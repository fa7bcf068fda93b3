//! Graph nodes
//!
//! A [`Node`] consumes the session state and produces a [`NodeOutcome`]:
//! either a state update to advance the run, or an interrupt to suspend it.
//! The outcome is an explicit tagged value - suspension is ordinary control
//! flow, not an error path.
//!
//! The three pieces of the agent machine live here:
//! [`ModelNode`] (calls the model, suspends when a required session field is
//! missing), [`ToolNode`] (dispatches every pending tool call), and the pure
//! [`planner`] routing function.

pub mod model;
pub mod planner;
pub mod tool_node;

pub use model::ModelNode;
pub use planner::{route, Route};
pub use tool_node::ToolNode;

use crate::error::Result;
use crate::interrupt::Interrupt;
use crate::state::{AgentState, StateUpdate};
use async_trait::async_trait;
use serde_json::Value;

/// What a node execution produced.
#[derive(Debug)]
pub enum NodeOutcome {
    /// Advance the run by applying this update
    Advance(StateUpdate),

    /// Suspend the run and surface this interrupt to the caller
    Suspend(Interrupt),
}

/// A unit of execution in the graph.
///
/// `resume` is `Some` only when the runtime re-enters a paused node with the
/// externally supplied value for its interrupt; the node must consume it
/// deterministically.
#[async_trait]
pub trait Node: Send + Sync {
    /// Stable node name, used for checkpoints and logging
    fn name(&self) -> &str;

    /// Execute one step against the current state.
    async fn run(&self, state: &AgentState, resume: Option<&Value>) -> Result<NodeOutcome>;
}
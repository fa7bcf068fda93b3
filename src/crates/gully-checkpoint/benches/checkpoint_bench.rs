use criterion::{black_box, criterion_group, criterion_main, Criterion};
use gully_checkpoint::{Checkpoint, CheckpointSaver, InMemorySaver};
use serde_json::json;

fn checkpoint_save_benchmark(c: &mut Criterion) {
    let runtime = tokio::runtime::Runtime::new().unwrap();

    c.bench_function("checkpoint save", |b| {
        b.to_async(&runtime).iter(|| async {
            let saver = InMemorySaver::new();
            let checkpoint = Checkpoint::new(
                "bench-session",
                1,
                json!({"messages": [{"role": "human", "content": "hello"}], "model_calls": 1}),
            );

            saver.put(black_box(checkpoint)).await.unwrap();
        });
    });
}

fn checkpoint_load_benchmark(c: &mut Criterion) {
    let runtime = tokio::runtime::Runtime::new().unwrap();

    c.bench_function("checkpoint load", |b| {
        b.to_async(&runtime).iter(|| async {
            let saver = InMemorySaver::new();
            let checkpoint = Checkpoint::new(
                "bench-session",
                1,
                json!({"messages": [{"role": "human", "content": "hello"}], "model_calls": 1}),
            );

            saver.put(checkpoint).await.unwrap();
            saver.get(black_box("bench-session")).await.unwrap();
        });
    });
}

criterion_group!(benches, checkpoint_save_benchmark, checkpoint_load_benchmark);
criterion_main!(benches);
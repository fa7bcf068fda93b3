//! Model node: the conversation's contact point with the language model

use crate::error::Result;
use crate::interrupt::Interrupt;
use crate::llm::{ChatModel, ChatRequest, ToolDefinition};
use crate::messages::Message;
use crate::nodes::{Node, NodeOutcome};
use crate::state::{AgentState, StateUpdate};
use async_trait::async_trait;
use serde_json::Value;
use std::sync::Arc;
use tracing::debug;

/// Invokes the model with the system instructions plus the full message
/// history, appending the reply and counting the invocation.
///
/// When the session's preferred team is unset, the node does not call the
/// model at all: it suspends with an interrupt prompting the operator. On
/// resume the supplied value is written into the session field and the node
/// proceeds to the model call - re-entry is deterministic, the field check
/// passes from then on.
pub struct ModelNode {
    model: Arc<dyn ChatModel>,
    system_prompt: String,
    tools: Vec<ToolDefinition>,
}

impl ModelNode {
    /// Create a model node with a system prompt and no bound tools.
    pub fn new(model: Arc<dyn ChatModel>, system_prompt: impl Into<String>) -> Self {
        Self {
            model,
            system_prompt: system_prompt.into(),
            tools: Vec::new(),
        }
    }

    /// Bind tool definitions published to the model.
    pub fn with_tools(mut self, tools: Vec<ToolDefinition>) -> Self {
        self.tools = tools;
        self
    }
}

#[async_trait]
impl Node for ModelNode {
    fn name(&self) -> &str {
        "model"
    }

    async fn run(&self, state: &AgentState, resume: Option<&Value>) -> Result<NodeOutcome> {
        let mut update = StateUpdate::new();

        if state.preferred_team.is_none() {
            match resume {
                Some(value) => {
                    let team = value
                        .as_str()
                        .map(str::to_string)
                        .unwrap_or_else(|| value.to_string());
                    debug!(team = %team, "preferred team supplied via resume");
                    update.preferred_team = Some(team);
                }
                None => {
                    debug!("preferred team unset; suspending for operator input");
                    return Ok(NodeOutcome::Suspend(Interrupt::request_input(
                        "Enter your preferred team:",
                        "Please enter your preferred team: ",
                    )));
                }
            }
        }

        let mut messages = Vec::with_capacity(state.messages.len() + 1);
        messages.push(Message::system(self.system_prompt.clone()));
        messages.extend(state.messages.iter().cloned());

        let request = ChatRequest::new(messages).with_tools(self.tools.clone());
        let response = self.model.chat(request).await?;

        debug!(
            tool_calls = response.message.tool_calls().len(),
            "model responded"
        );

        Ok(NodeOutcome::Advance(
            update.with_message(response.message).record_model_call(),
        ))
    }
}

## Brief
Write out, from the lines above, only those from the line with "in the graph." to the line with "use serde_json::json;", exactly as given, including the first and the last.

## Exercise response
/// A unit of execution in the graph.
///
/// `resume` is `Some` only when the runtime re-enters a paused node with the
/// externally supplied value for its interrupt; the node must consume it
/// deterministically.
#[async_trait]
pub trait Node: Send + Sync {
    /// Stable node name, used for checkpoints and logging
    fn name(&self) -> &str;

    /// Execute one step against the current state.
    async fn run(&self, state: &AgentState, resume: Option<&Value>) -> Result<NodeOutcome>;
}
repository fa7bcf068fda93b3
filename src/crates/gully-checkpoint/benches/checkpoint_bench.rs
use criterion::{black_box, criterion_group, criterion_main, Criterion};
use gully_checkpoint::{Checkpoint, CheckpointSaver, InMemorySaver};
use serde_json::json;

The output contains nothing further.